● WHAT YOU WILL DO: Key in the whole listing below again, keeping every word as it is.

● PROVIDED ENTRIES:

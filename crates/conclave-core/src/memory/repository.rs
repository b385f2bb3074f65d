//! Memory repository trait.

use anyhow::Result;
use async_trait::async_trait;

use super::model::Memory;
use crate::persona::PersonaRole;

/// An abstract repository for persona memories.
///
/// Implementations must enforce uniqueness of (session, persona,
/// identifier): `upsert` replaces an existing row with the same key.
#[async_trait]
pub trait MemoryRepository: Send + Sync {
    /// Inserts a memory, replacing any existing row with the same
    /// (session, persona, identifier).
    async fn upsert(&self, memory: &Memory) -> Result<()>;

    /// Returns up to `limit` memories for the persona, newest first.
    async fn list_recent(
        &self,
        session_id: &str,
        persona: PersonaRole,
        limit: usize,
    ) -> Result<Vec<Memory>>;

    /// Looks up a memory by its identifier.
    async fn find_by_identifier(
        &self,
        session_id: &str,
        persona: PersonaRole,
        identifier: &str,
    ) -> Result<Option<Memory>>;

    /// Case-insensitive substring search across identifier and content,
    /// newest first, up to `limit` rows.
    async fn search(
        &self,
        session_id: &str,
        persona: PersonaRole,
        query: &str,
        limit: usize,
    ) -> Result<Vec<Memory>>;

    /// Bumps access counters and last-access timestamps for the given rows.
    async fn record_access(&self, memory_ids: &[String]) -> Result<()>;
}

● ANSWER FOR THIS EXERCISE:
filename crates/conclave-core/src/memory/repository.rs
repository b385f2bb3074f65d
//! Memory repository trait.

use anyhow::Result;
use async_trait::async_trait;

use super::model::Memory;
use crate::persona::PersonaRole;

/// An abstract repository for persona memories.
///
/// Implementations must enforce uniqueness of (session, persona,
/// identifier): `upsert` replaces an existing row with the same key.
#[async_trait]
pub trait MemoryRepository: Send + Sync {
    /// Inserts a memory, replacing any existing row with the same
    /// (session, persona, identifier).
    async fn upsert(&self, memory: &Memory) -> Result<()>;

    /// Returns up to `limit` memories for the persona, newest first.
    async fn list_recent(
        &self,
        session_id: &str,
        persona: PersonaRole,
        limit: usize,
    ) -> Result<Vec<Memory>>;

    /// Looks up a memory by its identifier.
    async fn find_by_identifier(
        &self,
        session_id: &str,
        persona: PersonaRole,
        identifier: &str,
    ) -> Result<Option<Memory>>;

    /// Case-insensitive substring search across identifier and content,
    /// newest first, up to `limit` rows.
    async fn search(
        &self,
        session_id: &str,
        persona: PersonaRole,
        query: &str,
        limit: usize,
    ) -> Result<Vec<Memory>>;

    /// Bumps access counters and last-access timestamps for the given rows.
    async fn record_access(&self, memory_ids: &[String]) -> Result<()>;
}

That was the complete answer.